É por isso que o isolamento social, necessário para o combate da pandemia, não pode se tornar laboratório para novas formas de potencialização e otimização da produtividade, sob o risco de deprimir ainda mais a manifestação da vida e de suas potências dispendiosas e improdutivas. O isolamento social deve ser usado para criar novos modos de vida, o que envolve o convívio familiar, a leitura e o cultivo das artes, a diversão, a distração e o entretenimento, a revisita da memória e dos arquivos pessoais, como fotos, textos e objetos, também para o estabelecimento de redes afetivas, com amigos, familiares e outros colegas, eventualmente para novos projetos, como estudar um idioma ou aprender a tocar um instrumento musical, mas, sobretudo, para o ócio (em vez de neg-ócio). O desejável, diante dos infortúnios sanitários que nos consternam, é que possamos experimentar a vida como espaço para o cultivo de si, para a reflexão sobre o tempo e a própria existência, sobre o que somos e o que queremos, para o que é da ordem do acaso, da finitude e da efemeridade. Talvez não tenhamos outra oportunidade como essa para reinventar a vida.
A pandemia vai passar, é certo, mas não sem trazer consequências que afetarão a todas e todos, ainda que de maneira distinta. Há uma série de ameaças que vão além da infecção pelo vírus, como a recessão econômica e o desemprego, novos controles de fronteiras e da mobilidade, novas plataformas de produção e exploração do trabalho, mas também novas possibilidades de reorganização dos modos de viver. Para isso, é fundamental que impeçamos, agora, que nossas casas sejam invadidas pelos imperativos da produtividade.

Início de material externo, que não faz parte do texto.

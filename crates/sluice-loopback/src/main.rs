//! Sluice loopback - plays a test tone and records it back
//!
//! Wires the core engines to the software platform running in real time.
//! The playback stream renders a sine wave; the capture stream reads what
//! the platform played and reports its level.
//!
//! ## Command line
//!
//! - `[PATH]`: settings file (default `~/.config/sluice/loopback.yaml`)
//! - `--write-settings`: save the effective settings to the file and exit

use std::sync::Arc;
use std::time::{Duration, Instant};

use anyhow::{bail, Context, Result};

use sluice_core::audio::sim::{CaptureSource, Clocking, SimConfig, SimPlatform};
use sluice_core::audio::{Backend, BackendFactory, BackendKind, QueueBackendFactory, StreamSettings};
use sluice_core::config::{default_config_path, load_config, save_config};
use sluice_core::device::{DeviceContext, Renderer};
use sluice_core::types::DeviceFormat;

const SETTINGS_FILE: &str = "loopback.yaml";
const TONE_HZ: f64 = 440.0;
const TONE_LEVEL: f32 = 0.5;
const REPORT_INTERVAL: Duration = Duration::from_millis(250);

/// Sine tone written to every channel
struct ToneRenderer {
    phase: f64,
}

impl Renderer for ToneRenderer {
    fn render(&mut self, dest: &mut [u8], frames: usize, channel_stride: usize, format: &DeviceFormat) {
        let sample_bytes = format.sample_bytes();
        let step = std::f64::consts::TAU * TONE_HZ / format.frequency.max(1) as f64;
        for frame in dest.chunks_exact_mut(sample_bytes * channel_stride).take(frames) {
            let value = self.phase.sin() as f32 * TONE_LEVEL;
            for sample in frame.chunks_exact_mut(sample_bytes) {
                format.sample_type.encode(value, sample);
            }
            self.phase = (self.phase + step) % std::f64::consts::TAU;
        }
    }
}

fn main() -> Result<()> {
    let args: Vec<String> = std::env::args().skip(1).collect();
    let write_settings = args.iter().any(|arg| arg == "--write-settings");
    let config_path = args
        .iter()
        .find(|arg| !arg.starts_with("--"))
        .map(Into::into)
        .unwrap_or_else(|| default_config_path(SETTINGS_FILE));

    // Initialize logger - set RUST_LOG=debug for verbose output
    env_logger::Builder::from_env(env_logger::Env::default().default_filter_or("info"))
        .format_timestamp_millis()
        .init();

    log::info!("sluice-loopback starting up");

    let settings: StreamSettings = load_config(&config_path);
    if write_settings {
        save_config(&settings, &config_path)
            .with_context(|| format!("Failed to write settings to {:?}", config_path))?;
        println!("Settings written to {}", config_path.display());
        return Ok(());
    }

    let platform = Arc::new(SimPlatform::new(SimConfig {
        clocking: Clocking::Realtime,
        source: CaptureSource::Loopback,
        ..SimConfig::default()
    }));
    let mut factory = QueueBackendFactory::with_settings(platform, settings.engine_settings());
    if !factory.init() {
        bail!("Software platform is unavailable");
    }

    println!(
        "Endpoints: playback {:?}, capture {:?}",
        factory.enumerate(BackendKind::Playback),
        factory.enumerate(BackendKind::Capture)
    );
    println!(
        "Requested {} Hz, {} channel(s), {}, {} frame chunks, {:.1} ms buffer",
        settings.frequency,
        settings.channels.count(),
        settings.sample_type,
        settings.update_size,
        settings.latency_ms()
    );

    let format = settings.device_format();
    let playback_device = Arc::new(DeviceContext::with_renderer(
        format,
        Box::new(ToneRenderer { phase: 0.0 }),
    ));
    let capture_device = Arc::new(DeviceContext::new(format));

    let mut playback = factory
        .create_backend(Arc::clone(&playback_device), BackendKind::Playback)
        .context("Failed to create playback backend")?;
    let mut capture = factory
        .create_backend(Arc::clone(&capture_device), BackendKind::Capture)
        .context("Failed to create capture backend")?;

    playback
        .open(&settings.device_name)
        .context("Failed to open playback device")?;
    if !playback.reset() {
        bail!("Failed to configure playback on {:?}", playback.device_name());
    }
    capture
        .open(&settings.device_name)
        .context("Failed to open capture device")?;

    let negotiated = playback_device.format();
    println!(
        "Playback on {:?}: {}, {} frame chunks x {}",
        playback.device_name(),
        negotiated.sample_type,
        negotiated.update_size,
        negotiated.chunk_count()
    );
    println!(
        "Capture on {:?}: buffer {} frames",
        capture.device_name(),
        capture_device.buffer_size()
    );

    playback.start().context("Failed to start playback")?;
    capture.start().context("Failed to start capture")?;

    let result = run_loopback(
        playback.as_mut(),
        capture.as_mut(),
        &capture_device,
        settings.run_time(),
    );

    capture.stop();
    playback.stop();

    if let Some(reason) = playback_device.disconnect_reason() {
        log::warn!("Playback device lost: {}", reason);
    }
    if let Some(reason) = capture_device.disconnect_reason() {
        log::warn!("Capture device lost: {}", reason);
    }

    let captured = result?;
    println!();
    println!(
        "Captured {} frames in {:.2} s",
        captured,
        settings.run_time().as_secs_f32()
    );
    Ok(())
}

/// Pull captured audio until `run_time` elapses, printing periodic reports
///
/// Returns the number of frames captured.
fn run_loopback(
    playback: &mut dyn Backend,
    capture: &mut dyn Backend,
    capture_device: &DeviceContext,
    run_time: Duration,
) -> Result<usize> {
    let format = capture_device.format();
    let frame_size = format.frame_size();
    let sample_bytes = format.sample_bytes();
    let mut buf = Vec::new();
    let mut total = 0usize;
    let mut sum_sq = 0.0f64;
    let mut count = 0usize;

    let start = Instant::now();
    let mut next_report = start + REPORT_INTERVAL;
    while start.elapsed() < run_time {
        let frames = capture.available_samples();
        if frames > 0 {
            buf.resize(frames * frame_size, 0);
            capture
                .capture_samples(&mut buf, frames)
                .context("Failed to read captured audio")?;
            for sample in buf.chunks_exact(sample_bytes) {
                let value = format.sample_type.decode(sample) as f64;
                sum_sq += value * value;
            }
            count += buf.len() / sample_bytes;
            total += frames;
        }

        if Instant::now() >= next_report {
            let timing = playback.clock_latency();
            let rms = if count > 0 { (sum_sq / count as f64).sqrt() } else { 0.0 };
            println!(
                "clock {:>8.3} s  latency {:>6.2} ms  capture level {:>6.1} dBFS",
                timing.clock_time.as_secs_f64(),
                timing.latency.as_secs_f64() * 1000.0,
                20.0 * rms.max(1e-9).log10()
            );
            sum_sq = 0.0;
            count = 0;
            next_report += REPORT_INTERVAL;
        }

        std::thread::sleep(Duration::from_millis(5));
    }
    Ok(total)
}
//! Common types for Sluice
//!
//! This module contains the fundamental format types shared by the ring
//! buffer, the engines and every platform bridge: sample types, channel
//! layouts and the negotiated device format.

use serde::{Deserialize, Serialize};

/// Default frame rate (48kHz - standard professional audio rate)
pub const DEFAULT_FREQUENCY: u32 = 48000;

/// Default number of frames per chunk
pub const DEFAULT_UPDATE_SIZE: u32 = 960;

/// Default total buffer depth in frames (3 chunks)
pub const DEFAULT_BUFFER_SIZE: u32 = 2880;

/// How the bits of a sample are interpreted
#[derive(Debug, Clone, Copy, PartialEq, Eq, Hash)]
pub enum Representation {
    SignedInt,
    UnsignedInt,
    Float,
}

/// Sample storage type
#[derive(Debug, Clone, Copy, PartialEq, Eq, Hash, Default, Serialize, Deserialize)]
pub enum SampleType {
    Byte,
    UByte,
    #[default]
    Short,
    UShort,
    Int,
    UInt,
    Float,
}

impl SampleType {
    /// All sample types in declaration order
    pub const ALL: [SampleType; 7] = [
        SampleType::Byte,
        SampleType::UByte,
        SampleType::Short,
        SampleType::UShort,
        SampleType::Int,
        SampleType::UInt,
        SampleType::Float,
    ];

    /// Size of one sample in bytes
    pub fn bytes(&self) -> usize {
        match self {
            SampleType::Byte | SampleType::UByte => 1,
            SampleType::Short | SampleType::UShort => 2,
            SampleType::Int | SampleType::UInt | SampleType::Float => 4,
        }
    }

    pub fn bits(&self) -> u32 {
        self.bytes() as u32 * 8
    }

    pub fn representation(&self) -> Representation {
        match self {
            SampleType::Byte | SampleType::Short | SampleType::Int => Representation::SignedInt,
            SampleType::UByte | SampleType::UShort | SampleType::UInt => {
                Representation::UnsignedInt
            }
            SampleType::Float => Representation::Float,
        }
    }

    /// Byte value that encodes silence when a buffer is filled bytewise
    ///
    /// Only unsigned 8-bit audio has a non-zero midpoint that fits in a
    /// single byte.
    pub fn silence(&self) -> u8 {
        match self {
            SampleType::UByte => 0x80,
            _ => 0,
        }
    }

    /// Nearest type a basic (non-extended) PCM descriptor can carry
    ///
    /// Basic descriptors have no representation field, so only unsigned
    /// 8-bit and signed 16/32-bit samples survive unchanged.
    pub fn basic_substitute(&self) -> SampleType {
        match self {
            SampleType::Byte => SampleType::UByte,
            SampleType::UInt => SampleType::Int,
            SampleType::Float | SampleType::UShort => SampleType::Short,
            SampleType::UByte | SampleType::Short | SampleType::Int => *self,
        }
    }

    /// Whether a basic PCM descriptor can express this type as-is
    pub fn is_basic(&self) -> bool {
        self.basic_substitute() == *self
    }

    pub fn name(&self) -> &'static str {
        match self {
            SampleType::Byte => "Signed Byte",
            SampleType::UByte => "Unsigned Byte",
            SampleType::Short => "Signed Short",
            SampleType::UShort => "Unsigned Short",
            SampleType::Int => "Signed Int",
            SampleType::UInt => "Unsigned Int",
            SampleType::Float => "Float",
        }
    }

    /// Encode a normalized sample (-1.0..=1.0) into `dest` in native byte order
    ///
    /// `dest` must be exactly `bytes()` long.
    pub fn encode(&self, value: f32, dest: &mut [u8]) {
        let v = value.clamp(-1.0, 1.0);
        match self {
            SampleType::Byte => dest.copy_from_slice(&((v * 127.0) as i8).to_ne_bytes()),
            SampleType::UByte => dest.copy_from_slice(&(((v * 127.0) as i16 + 128) as u8).to_ne_bytes()),
            SampleType::Short => dest.copy_from_slice(&((v * 32767.0) as i16).to_ne_bytes()),
            SampleType::UShort => {
                dest.copy_from_slice(&(((v * 32767.0) as i32 + 32768) as u16).to_ne_bytes())
            }
            SampleType::Int => dest.copy_from_slice(&((v as f64 * 2147483647.0) as i32).to_ne_bytes()),
            SampleType::UInt => dest.copy_from_slice(
                &(((v as f64 * 2147483647.0) as i64 + 2147483648) as u32).to_ne_bytes(),
            ),
            SampleType::Float => dest.copy_from_slice(&v.to_ne_bytes()),
        }
    }

    /// Decode one sample from `src` to the normalized range
    pub fn decode(&self, src: &[u8]) -> f32 {
        match self {
            SampleType::Byte => i8::from_ne_bytes([src[0]]) as f32 / 128.0,
            SampleType::UByte => (src[0] as f32 - 128.0) / 128.0,
            SampleType::Short => i16::from_ne_bytes([src[0], src[1]]) as f32 / 32768.0,
            SampleType::UShort => (u16::from_ne_bytes([src[0], src[1]]) as f32 - 32768.0) / 32768.0,
            SampleType::Int => {
                (i32::from_ne_bytes([src[0], src[1], src[2], src[3]]) as f64 / 2147483648.0) as f32
            }
            SampleType::UInt => {
                ((u32::from_ne_bytes([src[0], src[1], src[2], src[3]]) as f64 - 2147483648.0)
                    / 2147483648.0) as f32
            }
            SampleType::Float => f32::from_ne_bytes([src[0], src[1], src[2], src[3]]),
        }
    }
}

impl std::fmt::Display for SampleType {
    fn fmt(&self, f: &mut std::fmt::Formatter<'_>) -> std::fmt::Result {
        write!(f, "{}", self.name())
    }
}

/// Speaker position bits used in channel masks
pub mod speaker {
    pub const FRONT_LEFT: u32 = 0x0000_0001;
    pub const FRONT_RIGHT: u32 = 0x0000_0002;
    pub const FRONT_CENTER: u32 = 0x0000_0004;
    pub const LOW_FREQUENCY: u32 = 0x0000_0008;
    pub const BACK_LEFT: u32 = 0x0000_0010;
    pub const BACK_RIGHT: u32 = 0x0000_0020;
    pub const BACK_CENTER: u32 = 0x0000_0100;
    pub const SIDE_LEFT: u32 = 0x0000_0200;
    pub const SIDE_RIGHT: u32 = 0x0000_0400;
    pub const TOP_FRONT_LEFT: u32 = 0x0000_1000;
    pub const TOP_FRONT_RIGHT: u32 = 0x0000_4000;
    pub const TOP_BACK_LEFT: u32 = 0x0000_8000;
    pub const TOP_BACK_RIGHT: u32 = 0x0002_0000;
}

/// Channel configuration of a stream
#[derive(Debug, Clone, Copy, PartialEq, Eq, Hash, Default, Serialize, Deserialize)]
pub enum ChannelLayout {
    Mono,
    #[default]
    Stereo,
    Quad,
    X51,
    X61,
    X71,
    X714,
    X7144,
    X3D71,
    /// Ambisonic B-format of the given order
    Ambi3D { order: u8 },
}

impl ChannelLayout {
    /// Number of interleaved channels in one frame
    pub fn count(&self) -> usize {
        match self {
            ChannelLayout::Mono => 1,
            ChannelLayout::Stereo => 2,
            ChannelLayout::Quad => 4,
            ChannelLayout::X51 => 6,
            ChannelLayout::X61 => 7,
            ChannelLayout::X71 | ChannelLayout::X3D71 => 8,
            ChannelLayout::X714 => 12,
            ChannelLayout::X7144 => 16,
            ChannelLayout::Ambi3D { order } => {
                let n = *order as usize + 1;
                n * n
            }
        }
    }

    /// Speaker mask for PCM descriptors
    ///
    /// Layouts without a fixed speaker arrangement return 0.
    pub fn speaker_mask(&self) -> u32 {
        use speaker::*;
        match self {
            ChannelLayout::Mono => FRONT_CENTER,
            ChannelLayout::Stereo => FRONT_LEFT | FRONT_RIGHT,
            ChannelLayout::Quad => FRONT_LEFT | FRONT_RIGHT | BACK_LEFT | BACK_RIGHT,
            ChannelLayout::X51 => {
                FRONT_LEFT | FRONT_RIGHT | FRONT_CENTER | LOW_FREQUENCY | SIDE_LEFT | SIDE_RIGHT
            }
            ChannelLayout::X61 => {
                FRONT_LEFT
                    | FRONT_RIGHT
                    | FRONT_CENTER
                    | LOW_FREQUENCY
                    | BACK_CENTER
                    | SIDE_LEFT
                    | SIDE_RIGHT
            }
            ChannelLayout::X71 | ChannelLayout::X3D71 => {
                FRONT_LEFT
                    | FRONT_RIGHT
                    | FRONT_CENTER
                    | LOW_FREQUENCY
                    | BACK_LEFT
                    | BACK_RIGHT
                    | SIDE_LEFT
                    | SIDE_RIGHT
            }
            ChannelLayout::X714 => {
                FRONT_LEFT
                    | FRONT_RIGHT
                    | FRONT_CENTER
                    | LOW_FREQUENCY
                    | BACK_LEFT
                    | BACK_RIGHT
                    | SIDE_LEFT
                    | SIDE_RIGHT
                    | TOP_FRONT_LEFT
                    | TOP_FRONT_RIGHT
                    | TOP_BACK_LEFT
                    | TOP_BACK_RIGHT
            }
            ChannelLayout::X7144 | ChannelLayout::Ambi3D { .. } => 0,
        }
    }
}

/// Format of a device stream
///
/// Requested by the application before configuration and overwritten with
/// the negotiated values once a backend has configured the stream.
#[derive(Debug, Clone, Copy, PartialEq, Eq, Serialize, Deserialize)]
pub struct DeviceFormat {
    pub channels: ChannelLayout,
    pub sample_type: SampleType,
    /// Frames per second
    pub frequency: u32,
    /// Frames per chunk
    pub update_size: u32,
    /// Total buffer depth in frames
    pub buffer_size: u32,
}

impl Default for DeviceFormat {
    fn default() -> Self {
        Self {
            channels: ChannelLayout::default(),
            sample_type: SampleType::default(),
            frequency: DEFAULT_FREQUENCY,
            update_size: DEFAULT_UPDATE_SIZE,
            buffer_size: DEFAULT_BUFFER_SIZE,
        }
    }
}

impl DeviceFormat {
    pub fn channel_count(&self) -> usize {
        self.channels.count()
    }

    pub fn sample_bytes(&self) -> usize {
        self.sample_type.bytes()
    }

    /// Bytes per frame (one sample for every channel)
    pub fn frame_size(&self) -> usize {
        self.channel_count() * self.sample_bytes()
    }

    /// Bytes per chunk
    pub fn chunk_bytes(&self) -> usize {
        self.update_size as usize * self.frame_size()
    }

    /// Number of chunks that make up the buffer depth
    pub fn chunk_count(&self) -> usize {
        if self.update_size == 0 {
            return 0;
        }
        (self.buffer_size / self.update_size) as usize
    }

    /// Duration of one chunk in milliseconds
    pub fn chunk_ms(&self) -> f32 {
        (self.update_size as f32 / self.frequency as f32) * 1000.0
    }
}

Se, de fato, o que presenciamos é um rito de passagem para o século XXI, que a vigência do século nascedouro se dê pelo signo do ócio, da lentidão, do menos e do mínimo. A desaceleração da produção e do consumo, o cuidado de si e do outro, as formas mais econômicas de sobrevivência e partilha material, tudo isso, para além dos benefícios sociais e ambientais, pode ser uma via de intensificação da vida. Para isso, será preciso trabalharmos menos e vivermos melhor. E viva a preguiça!